Кирилл и Мефодий - Юрий Лощиц 29 стр.


аще есть неправда руку моею,

аще воздах воздающим ми зла,

да отпаду убо от враг моих тощ…

Да поженет убо враг душу мою

и да постигнет и поперет на землю живот мой,

и славу мою в персть вселит…

Господь судит людем;

суди ми, Господи, по правде моей и по незлобе моей на мя.

Да скончается злоба грешных,

и исправиши праведнаго,

испытали сердца и утробы, Боже, праведнаго.

Помощь моя от Бога, спасающаго правыя сердцем.

Господь судитель праведен и крепок и долготерпелив…

Невозможно сосчитать, скольким тысячам тысяч людей псалмы царя Давида становились утехой в непереносимых огорчениях. Теперь он напрямую хочет беседовать с тобою, славянский князь, на твоём языке. Великий из пророков Христовых готов и твоими бедами поболеть. И, главное, надеждой тебя, как брата, ободрить.

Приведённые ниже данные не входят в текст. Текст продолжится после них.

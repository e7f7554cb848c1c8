//! Archived write-ahead log files.
//!
//! The `wal` storage category holds three kinds of files, all sharing one
//! naming grammar:
//!
//! ```text
//! <timeline:8><counter:16><ext>                   regular segment
//! <timeline:8><counter:16>.<offset:8>.backup<ext> backup label
//! <timeline:8>.history<ext>                       timeline history
//! ```
//!
//! ## Ordering
//!
//! Files are ordered by plain string comparison of their names. Within one
//! timeline this equals creation order because both components are fixed
//! width hex; across timelines the higher timeline sorts later.
//!
//! ## Invariants
//!
//! - Segment and label names are exactly 24 alphanumeric characters
//! - A sane regular segment is at most 16 MiB
//! - History files are never removed by retention

mod archive;
mod segment;

pub use archive::Archive;
pub use segment::{Wal, WalType, MAX_SEGMENT_SIZE, SEGMENT_NAME_LEN, TIMELINE_LEN};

Господь просвещение мое и Спаситель мой, кого убоюся;

Господь защититель живота моего, от кого устрашуся…

Аще ополчится на мя полк, не убоится сердце мое,

аще восстанет на мя брань, на Него аз уповаю…

Обратил еси плач мой в радость мне,

растерзал если вретище мое

и препоясал еси мя веселием…

Молитва заговорила

Как ни тяжело пережили князь Ростислав, его двор и народ недавнее пленение, грабежи, а заодно и поражение в правах, константинопольская миссия сворачивать свою работу не собиралась. Иное дело, что её труды пришлось теперь на ходу приспосабливать к непредвиденным переменам.

Франкское духовенство не преминуло воспользоваться реваншем Людовика Немца. В моравских городах и городках, где стояли построенные по замыслам баварских и швабских епископов храмы, снова зазвучали латинские мессы. На правах хозяев опять зачастили сюда с запада сборщики храмовых десятин. А при них засуетились, будто мухи после спячки, всякого рода соглядатаи. Пусть не сразу, но рано или поздно настырные осведомители должны были расслышать звуки странных песнопений, доносящиеся по субботним и воскресным дням то из городского собора, то из княжеского домового храма.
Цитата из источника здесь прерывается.